Following a meeting of the union’s national executive committee, it issued a statement in which it said it believed “the best strategy for these extraordinary times is to keep the centralised collective agreement in place for the period envisaged”.
“Voting no will not make the problem go away. The Croke Park Agreement will collapse and we will still be faced with the cuts agenda without the protections it provides,” it said.
“Ultimately, the real danger is that public service workers could end up with the worst of both worlds, ie, legislated pay cuts on one hand and no agreement on the other. Then workers would suffer the cuts but they would have no protection against compulsory redundancy, redeployment or outsourcing.”
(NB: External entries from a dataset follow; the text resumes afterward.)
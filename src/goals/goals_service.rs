use log::debug;
use rust_decimal::Decimal;
use std::sync::Arc;

use super::goals_errors::GoalError;
use super::goals_model::{
    FinancialGoal, GoalContribution, GoalProgress, GoalStatus, NewGoal,
};
use super::goals_traits::GoalRepositoryTrait;
use crate::accounts::AccountStoreTrait;
use crate::constants::GOAL_CONTRIBUTION_CATEGORY;
use crate::engine::{OperationOutcome, TransactionEngineTrait};
use crate::errors::{Error, Result};

/// Service for savings goals. Money movement is delegated to the wallet
/// engine; this service only mutates goal state, and only after the wallet
/// debit succeeded.
pub struct GoalService {
    repository: Arc<dyn GoalRepositoryTrait>,
    accounts: Arc<dyn AccountStoreTrait>,
    engine: Arc<dyn TransactionEngineTrait>,
}

impl GoalService {
    /// Creates a new GoalService instance
    pub fn new(
        repository: Arc<dyn GoalRepositoryTrait>,
        accounts: Arc<dyn AccountStoreTrait>,
        engine: Arc<dyn TransactionEngineTrait>,
    ) -> Self {
        Self {
            repository,
            accounts,
            engine,
        }
    }

    pub fn create_goal(&self, new_goal: NewGoal) -> Result<FinancialGoal> {
        self.repository.create(new_goal)
    }

    pub fn get_goal(&self, goal_id: &str) -> Result<FinancialGoal> {
        self.repository.get_by_id(goal_id)
    }

    pub fn list_goals(&self, user_id: &str) -> Result<Vec<FinancialGoal>> {
        self.repository.list_for_user(user_id)
    }

    /// Funds a goal out of the principal's wallet. The wallet expense runs
    /// first; a rejected expense (insufficient funds, budget) comes back as
    /// the unsuccessful outcome with the goal untouched.
    pub fn contribute(
        &self,
        principal: &str,
        goal_id: &str,
        amount: Decimal,
        source: &str,
    ) -> Result<OperationOutcome> {
        let goal = self.repository.get_by_id(goal_id)?;
        if goal.status == GoalStatus::Stopped {
            return Err(Error::Goal(GoalError::GoalStopped(goal.name)));
        }

        let wallet = self.accounts.get_wallet_for_user(principal)?;
        let outcome = self.engine.process_expense(
            principal,
            &wallet.account_ref(),
            amount,
            GOAL_CONTRIBUTION_CATEGORY,
            "Wallet",
            Some(&format!("Contribution to goal '{}'", goal.name)),
            None,
        )?;
        if !outcome.success {
            return Ok(outcome);
        }

        let (updated, _) = self.repository.apply_contribution(goal_id, amount, source)?;
        debug!(
            "Goal '{}' now at {} of {}",
            updated.name, updated.current_savings, updated.target_amount
        );

        Ok(outcome)
    }

    pub fn stop(&self, goal_id: &str) -> Result<FinancialGoal> {
        self.repository.set_status(goal_id, GoalStatus::Stopped)
    }

    pub fn reactivate(&self, goal_id: &str) -> Result<FinancialGoal> {
        self.repository.set_status(goal_id, GoalStatus::Active)
    }

    pub fn progress(&self, goal_id: &str) -> Result<GoalProgress> {
        let goal = self.repository.get_by_id(goal_id)?;
        Ok(GoalProgress::of(&goal))
    }

    pub fn contributions(&self, goal_id: &str) -> Result<Vec<GoalContribution>> {
        self.repository.contributions_for_goal(goal_id)
    }
}
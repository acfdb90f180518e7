use diesel::prelude::*;
use diesel::r2d2::{ConnectionManager, Pool};
use diesel::result::Error as DieselError;
use diesel::sqlite::SqliteConnection;
use std::sync::Arc;

use super::goals_errors::{GoalError, Result};
use super::goals_model::{
    stored_decimal, FinancialGoal, GoalContribution, GoalContributionDB, GoalDB, GoalStatus,
    NewGoal,
};
use crate::db::get_connection;
use crate::schema::{goal_contributions, goals};

/// Repository for goals and their contribution rows
pub struct GoalRepository {
    pool: Arc<Pool<ConnectionManager<SqliteConnection>>>,
}

impl GoalRepository {
    /// Creates a new GoalRepository instance
    pub fn new(pool: Arc<Pool<ConnectionManager<SqliteConnection>>>) -> Self {
        Self { pool }
    }

    pub fn create(&self, new_goal: NewGoal) -> Result<FinancialGoal> {
        new_goal.validate()?;
        let mut conn =
            get_connection(&self.pool).map_err(|e| GoalError::DatabaseError(e.to_string()))?;

        let db: GoalDB = new_goal.into();
        diesel::insert_into(goals::table)
            .values(&db)
            .execute(&mut conn)
            .map_err(GoalError::from)?;

        FinancialGoal::try_from(db)
    }

    pub fn get_by_id(&self, goal_id: &str) -> Result<FinancialGoal> {
        let mut conn =
            get_connection(&self.pool).map_err(|e| GoalError::DatabaseError(e.to_string()))?;

        let db = goals::table
            .find(goal_id)
            .first::<GoalDB>(&mut conn)
            .map_err(|e| match e {
                DieselError::NotFound => GoalError::NotFound(format!("No goal with id {}", goal_id)),
                other => GoalError::from(other),
            })?;

        FinancialGoal::try_from(db)
    }

    /// All goals for a user, newest first
    pub fn list_for_user(&self, user_id: &str) -> Result<Vec<FinancialGoal>> {
        let mut conn =
            get_connection(&self.pool).map_err(|e| GoalError::DatabaseError(e.to_string()))?;

        let rows = goals::table
            .filter(goals::user_id.eq(user_id))
            .order(goals::created_at.desc())
            .load::<GoalDB>(&mut conn)
            .map_err(GoalError::from)?;

        rows.into_iter().map(FinancialGoal::try_from).collect()
    }

    pub fn set_status(&self, goal_id: &str, status: GoalStatus) -> Result<FinancialGoal> {
        let mut conn =
            get_connection(&self.pool).map_err(|e| GoalError::DatabaseError(e.to_string()))?;

        let affected = diesel::update(goals::table.find(goal_id))
            .set((
                goals::status.eq(status.as_str()),
                goals::updated_at.eq(chrono::Utc::now().naive_utc()),
            ))
            .execute(&mut conn)
            .map_err(GoalError::from)?;

        if affected == 0 {
            return Err(GoalError::NotFound(format!("No goal with id {}", goal_id)));
        }

        let db = goals::table
            .find(goal_id)
            .first::<GoalDB>(&mut conn)
            .map_err(GoalError::from)?;
        FinancialGoal::try_from(db)
    }

    /// Increments the goal's savings and writes the contribution row in one
    /// database transaction, so the pair can never land half-applied.
    pub fn apply_contribution(
        &self,
        goal_id: &str,
        amount: rust_decimal::Decimal,
        source: &str,
    ) -> Result<(FinancialGoal, GoalContribution)> {
        let mut conn =
            get_connection(&self.pool).map_err(|e| GoalError::DatabaseError(e.to_string()))?;

        let (goal_db, contribution_db) = conn
            .transaction::<(GoalDB, GoalContributionDB), GoalError, _>(|conn| {
                let db = goals::table
                    .find(goal_id)
                    .first::<GoalDB>(conn)
                    .map_err(|e| match e {
                        DieselError::NotFound => {
                            GoalError::NotFound(format!("No goal with id {}", goal_id))
                        }
                        other => GoalError::from(other),
                    })?;

                let current = stored_decimal(&db.current_savings, "current_savings")?;
                let updated_savings = (current + amount).to_string();
                let now = chrono::Utc::now().naive_utc();

                diesel::update(goals::table.find(goal_id))
                    .set((
                        goals::current_savings.eq(&updated_savings),
                        goals::updated_at.eq(now),
                    ))
                    .execute(conn)
                    .map_err(GoalError::from)?;

                let contribution = GoalContributionDB {
                    id: uuid::Uuid::new_v4().to_string(),
                    goal_id: goal_id.to_string(),
                    amount: amount.to_string(),
                    source: source.to_string(),
                    created_at: now,
                };
                diesel::insert_into(goal_contributions::table)
                    .values(&contribution)
                    .execute(conn)
                    .map_err(GoalError::from)?;

                let stored = goals::table
                    .find(goal_id)
                    .first::<GoalDB>(conn)
                    .map_err(GoalError::from)?;
                Ok((stored, contribution))
            })?;

        Ok((
            FinancialGoal::try_from(goal_db)?,
            GoalContribution::try_from(contribution_db)?,
        ))
    }

    /// Contribution rows for one goal, newest first
    pub fn contributions_for_goal(&self, goal_id: &str) -> Result<Vec<GoalContribution>> {
        let mut conn =
            get_connection(&self.pool).map_err(|e| GoalError::DatabaseError(e.to_string()))?;

        let rows = goal_contributions::table
            .filter(goal_contributions::goal_id.eq(goal_id))
            .order(goal_contributions::created_at.desc())
            .load::<GoalContributionDB>(&mut conn)
            .map_err(GoalError::from)?;

        rows.into_iter().map(GoalContribution::try_from).collect()
    }
}
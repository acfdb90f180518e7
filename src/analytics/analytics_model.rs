use rust_decimal::Decimal;
use serde::{Deserialize, Serialize};

/// Income vs. expense rollup for one month
#[derive(Debug, Clone, Serialize, Deserialize)]
#[serde(rename_all = "camelCase")]
pub struct MonthlySummary {
    pub month: String,
    pub income: Decimal,
    pub expense: Decimal,
    pub net: Decimal,
    /// net / income, zero when there was no income
    pub savings_rate: Decimal,
}

/// One category's share of a month's spending
#[derive(Debug, Clone, Serialize, Deserialize)]
#[serde(rename_all = "camelCase")]
pub struct CategorySpend {
    pub category: String,
    pub amount: Decimal,
    pub percent: Decimal,
}

/// One month in a spending trend, chronological within the series
#[derive(Debug, Clone, Serialize, Deserialize)]
#[serde(rename_all = "camelCase")]
pub struct TrendPoint {
    pub month: String,
    pub income: Decimal,
    pub expense: Decimal,
    pub net: Decimal,
}

/// Three-tier budget usage rating
#[derive(Debug, Clone, Copy, PartialEq, Eq, Serialize, Deserialize)]
#[serde(rename_all = "SCREAMING_SNAKE_CASE")]
pub enum BudgetHealth {
    OnTrack,
    ApproachingLimit,
    OverBudget,
}

/// Limit vs. actual for one budget, with its health rating
#[derive(Debug, Clone, Serialize, Deserialize)]
#[serde(rename_all = "camelCase")]
pub struct BudgetUsage {
    pub category: String,
    pub limit: Decimal,
    pub spent: Decimal,
    pub remaining: Decimal,
    pub health: BudgetHealth,
}

/// 0-100 composite financial health score with its components
#[derive(Debug, Clone, Serialize, Deserialize)]
#[serde(rename_all = "camelCase")]
pub struct HealthScore {
    pub month: String,
    pub score: Decimal,
    pub savings_component: Decimal,
    pub budget_component: Decimal,
    pub net_component: Decimal,
}

/// One income source's total for a month
#[derive(Debug, Clone, Serialize, Deserialize)]
#[serde(rename_all = "camelCase")]
pub struct IncomeSource {
    pub source: String,
    pub amount: Decimal,
}
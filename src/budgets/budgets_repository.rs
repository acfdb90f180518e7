use diesel::prelude::*;
use diesel::r2d2::{ConnectionManager, Pool};
use diesel::sqlite::SqliteConnection;
use std::sync::Arc;

use super::budgets_errors::{BudgetError, Result};
use super::budgets_model::{Budget, BudgetDB, BudgetKey, NewBudget};
use crate::db::get_connection;
use crate::schema::budgets;

/// Repository for budget rows
pub struct BudgetRepository {
    pool: Arc<Pool<ConnectionManager<SqliteConnection>>>,
}

impl BudgetRepository {
    /// Creates a new BudgetRepository instance
    pub fn new(pool: Arc<Pool<ConnectionManager<SqliteConnection>>>) -> Self {
        Self { pool }
    }

    /// Finds the budget for a composite key, if one exists
    pub fn find(&self, key: &BudgetKey) -> Result<Option<Budget>> {
        key.validate()?;
        let mut conn = get_connection(&self.pool)
            .map_err(|e| BudgetError::DatabaseError(e.to_string()))?;

        let row = budgets::table
            .filter(budgets::user_id.eq(&key.user_id))
            .filter(budgets::category.eq(&key.category))
            .filter(budgets::month.eq(&key.month))
            .first::<BudgetDB>(&mut conn)
            .optional()
            .map_err(BudgetError::from)?;

        row.map(Budget::try_from).transpose()
    }

    /// Inserts or replaces the budget row for the key
    pub fn upsert(&self, new_budget: NewBudget) -> Result<Budget> {
        new_budget.validate()?;
        let mut conn = get_connection(&self.pool)
            .map_err(|e| BudgetError::DatabaseError(e.to_string()))?;

        let db: BudgetDB = new_budget.into();

        diesel::insert_into(budgets::table)
            .values(&db)
            .on_conflict((budgets::user_id, budgets::category, budgets::month))
            .do_update()
            .set((
                budgets::limit_amount.eq(&db.limit_amount),
                budgets::updated_at.eq(db.updated_at),
            ))
            .execute(&mut conn)
            .map_err(BudgetError::from)?;

        // Re-read so an updated row keeps its original id and created_at.
        let stored = budgets::table
            .filter(budgets::user_id.eq(&db.user_id))
            .filter(budgets::category.eq(&db.category))
            .filter(budgets::month.eq(&db.month))
            .first::<BudgetDB>(&mut conn)
            .map_err(BudgetError::from)?;

        Budget::try_from(stored)
    }

    /// Deletes the limit row only; expense records stay untouched.
    pub fn delete(&self, key: &BudgetKey) -> Result<usize> {
        key.validate()?;
        let mut conn = get_connection(&self.pool)
            .map_err(|e| BudgetError::DatabaseError(e.to_string()))?;

        let affected = diesel::delete(
            budgets::table
                .filter(budgets::user_id.eq(&key.user_id))
                .filter(budgets::category.eq(&key.category))
                .filter(budgets::month.eq(&key.month)),
        )
        .execute(&mut conn)
        .map_err(BudgetError::from)?;

        if affected == 0 {
            return Err(BudgetError::NotFound(format!("No budget for {}", key)));
        }

        Ok(affected)
    }

    /// All budgets for a user and month, alphabetical by category
    pub fn list_for_month(&self, user_id: &str, month: &str) -> Result<Vec<Budget>> {
        let mut conn = get_connection(&self.pool)
            .map_err(|e| BudgetError::DatabaseError(e.to_string()))?;

        let rows = budgets::table
            .filter(budgets::user_id.eq(user_id))
            .filter(budgets::month.eq(month))
            .order(budgets::category.asc())
            .load::<BudgetDB>(&mut conn)
            .map_err(BudgetError::from)?;

        rows.into_iter().map(Budget::try_from).collect()
    }
}
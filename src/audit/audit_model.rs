use chrono::NaiveDateTime;
use diesel::prelude::*;
use serde::{Deserialize, Serialize};

/// One admin/operator audit row
#[derive(Debug, Clone, Serialize, Deserialize)]
#[serde(rename_all = "camelCase")]
pub struct AuditEntry {
    pub id: String,
    pub actor: String,
    pub action: String,
    pub created_at: NaiveDateTime,
}

/// Database model for audit rows
#[derive(Queryable, Identifiable, Insertable, Selectable, Serialize, Deserialize, Debug, Clone)]
#[diesel(table_name = crate::schema::audit_logs)]
#[diesel(check_for_backend(diesel::sqlite::Sqlite))]
pub struct AuditEntryDB {
    pub id: String,
    pub actor: String,
    pub action: String,
    pub created_at: NaiveDateTime,
}

impl From<AuditEntryDB> for AuditEntry {
    fn from(db: AuditEntryDB) -> Self {
        AuditEntry {
            id: db.id,
            actor: db.actor,
            action: db.action,
            created_at: db.created_at,
        }
    }
}
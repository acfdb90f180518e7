pub(crate) mod pricing_errors;
pub(crate) mod pricing_model;
pub(crate) mod pricing_service;
pub(crate) mod pricing_traits;
pub(crate) mod providers;

pub use pricing_errors::PricingError;
pub use pricing_model::{PriceBasis, PriceQuote};
pub use pricing_service::PricingService;
pub use pricing_traits::PriceSourceTrait;
pub use providers::SimulatedPriceSource;
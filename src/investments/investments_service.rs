use log::{debug, error};
use rust_decimal::Decimal;
use std::sync::Arc;

use super::investments_model::{InvestmentPosition, PurchaseOutcome};
use crate::accounts::{AccountDetails, AccountRef, AccountStoreTrait};
use crate::constants::INVESTMENT_PURCHASE_CATEGORY;
use crate::engine::{AdjustmentDirection, TransactionEngineTrait};
use crate::errors::{Error, Result, ValidationError};
use crate::pricing::PricingService;

/// Buys into an investment account out of a funding wallet. Price resolution,
/// the wallet debit and the investment credit all go through the shared
/// services; this service only owns the position arithmetic.
pub struct InvestmentService {
    accounts: Arc<dyn AccountStoreTrait>,
    engine: Arc<dyn TransactionEngineTrait>,
    pricing: Arc<PricingService>,
}

impl InvestmentService {
    /// Creates a new InvestmentService instance
    pub fn new(
        accounts: Arc<dyn AccountStoreTrait>,
        engine: Arc<dyn TransactionEngineTrait>,
        pricing: Arc<PricingService>,
    ) -> Self {
        Self {
            accounts,
            engine,
            pricing,
        }
    }

    pub fn purchase(
        &self,
        principal: &str,
        investment_ref: &AccountRef,
        funding_wallet_user: &str,
        quantity: Decimal,
        manual_price: Option<Decimal>,
    ) -> Result<PurchaseOutcome> {
        if quantity <= Decimal::ZERO {
            return Err(Error::Validation(ValidationError::NonPositiveAmount(
                quantity,
            )));
        }

        let account = self.accounts.get(investment_ref)?;
        let (symbol, held_quantity, price_per_share, invested_amount) = match &account.details {
            AccountDetails::Investment {
                symbol,
                quantity,
                price_per_share,
                invested_amount,
            } => (
                symbol.clone(),
                *quantity,
                *price_per_share,
                *invested_amount,
            ),
            _ => {
                return Err(Error::Account(crate::accounts::AccountError::InvalidData(
                    format!("Account {} carries no investment details", account.id),
                )))
            }
        };

        let quote = self
            .pricing
            .resolve_price(&symbol, manual_price, Some(price_per_share))?;
        let cost = (quote.price * quantity).round_dp(2);

        let wallet = self.accounts.get_wallet_for_user(funding_wallet_user)?;
        let wallet_ref = wallet.account_ref();
        let debit = self.engine.process_expense(
            principal,
            &wallet_ref,
            cost,
            INVESTMENT_PURCHASE_CATEGORY,
            "Wallet",
            Some(&format!("Buy {} x {}", quantity, symbol)),
            Some(&symbol),
        )?;
        if !debit.success {
            return Ok(PurchaseOutcome {
                outcome: debit,
                quote: Some(quote),
                position: None,
            });
        }

        let credit = self.engine.process_income(
            principal,
            investment_ref,
            cost,
            INVESTMENT_PURCHASE_CATEGORY,
            &format!("Purchase of {} x {}", quantity, symbol),
        );
        match credit {
            Ok(outcome) if outcome.success => {}
            Ok(outcome) => {
                self.refund_wallet(principal, &wallet_ref, cost);
                return Ok(PurchaseOutcome {
                    outcome,
                    quote: Some(quote),
                    position: None,
                });
            }
            Err(e) => {
                self.refund_wallet(principal, &wallet_ref, cost);
                return Err(e);
            }
        }

        let new_quantity = held_quantity + quantity;
        let new_invested = invested_amount + cost;
        // Blended weighted-average cost across all purchases of the symbol.
        let average_cost = (new_invested / new_quantity).round_dp(2);
        self.accounts.update_investment_position(
            &investment_ref.account_id,
            new_quantity,
            average_cost,
            new_invested,
        )?;

        debug!(
            "Position {}: {} units at blended cost {}",
            symbol, new_quantity, average_cost
        );

        Ok(PurchaseOutcome {
            outcome: debit,
            quote: Some(quote),
            position: Some(InvestmentPosition {
                account_id: investment_ref.account_id.clone(),
                symbol,
                quantity: new_quantity,
                average_cost,
                invested_amount: new_invested,
            }),
        })
    }

    /// Puts the money back in the wallet after a failed investment-side
    /// credit. The admin credit leaves its own ledger record.
    fn refund_wallet(&self, principal: &str, wallet_ref: &AccountRef, amount: Decimal) {
        if let Err(e) = self.engine.admin_adjust(
            principal,
            wallet_ref,
            AdjustmentDirection::Credit,
            amount,
            "Refund of failed investment purchase",
        ) {
            error!(
                "Refund of {} to wallet {} failed after aborted purchase: {}",
                amount, wallet_ref.account_id, e
            );
        }
    }
}
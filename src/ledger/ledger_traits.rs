use rust_decimal::Decimal;

use super::ledger_model::{
    IncomeEntry, NewIncomeEntry, NewTransaction, NewTransfer, TransactionFilter,
    TransactionRecord, TransferRecord,
};
use crate::accounts::AccountRef;
use crate::errors::Result;

/// Contract the wallet engine and read-side services hold on the ledger.
pub trait LedgerRepositoryTrait: Send + Sync {
    fn append(&self, new_transaction: NewTransaction) -> Result<TransactionRecord>;
    fn append_transfer(
        &self,
        sender_record: NewTransaction,
        receiver_record: NewTransaction,
        transfer: NewTransfer,
    ) -> Result<(TransactionRecord, TransactionRecord, TransferRecord)>;
    fn append_reversal_pair(
        &self,
        first: NewTransaction,
        second: NewTransaction,
    ) -> Result<(TransactionRecord, TransactionRecord)>;
    fn search(
        &self,
        filter: &TransactionFilter,
        limit: Option<i64>,
    ) -> Result<Vec<TransactionRecord>>;
    fn recent_for_account(
        &self,
        account: &AccountRef,
        limit: i64,
    ) -> Result<Vec<TransactionRecord>>;
    fn sum_expenses(&self, user_id: &str, category: &str, month: &str) -> Result<Decimal>;
    fn sum_account_expenses(
        &self,
        account: &AccountRef,
        category: &str,
        month: &str,
    ) -> Result<Decimal>;
    fn record_income_entry(&self, entry: NewIncomeEntry) -> Result<IncomeEntry>;
    fn income_entries_for_month(&self, user_id: &str, month: &str) -> Result<Vec<IncomeEntry>>;
    fn monthly_totals(&self, user_id: &str, month: &str) -> Result<(Decimal, Decimal)>;
    fn expense_totals_by_category(
        &self,
        user_id: &str,
        month: &str,
    ) -> Result<Vec<(String, Decimal)>>;
    fn verify_balance_chain(&self, account: &AccountRef, current_balance: Decimal) -> Result<()>;
}
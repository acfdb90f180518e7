pub mod db;

pub mod accounts;
pub mod analytics;
pub mod audit;
pub mod budgets;
pub mod engine;
pub mod goals;
pub mod investments;
pub mod ledger;
pub mod pricing;

pub mod constants;
pub mod errors;
pub mod schema;
pub mod utils;

pub use engine::*;
pub use errors::{Error, Result};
The decision by Siptu’s committee is highly significant because, with 63,000 public sector members, the union has one of the highest share of voting rights in the Irish Congress of Trade Unions overall ballot on Croke Park II next month.
The Siptu executive position also means that, along with Impact — which has more than 60,000 public sector members — the two largest public service unions have now given their backing to the extension to the first Croke Park agreement.
However, there is no doubt that acceptance of the terms recommended by the Labour Relations Commission is still far from guaranteed.
Seven ICTU-affiliated unions — Unite; the Civil, Public, and Services Union; the Irish Nurses and Midwives Organisation; the Irish Medical Organisation; the Irish Federation of University Teachers; the Teachers’ Union of Ireland; and the Association of Higher Civil and Public Servants — have all recommended their members reject the proposals. However, when their memberships are added together the total is still much less than the combined totals in Impact and Siptu. The Public Service Executive Union has also urged its members to vote in favour of the recommendations.
Also yesterday, the Prison Officers’ Association recommended that its 3,300 members vote in favour of the deal.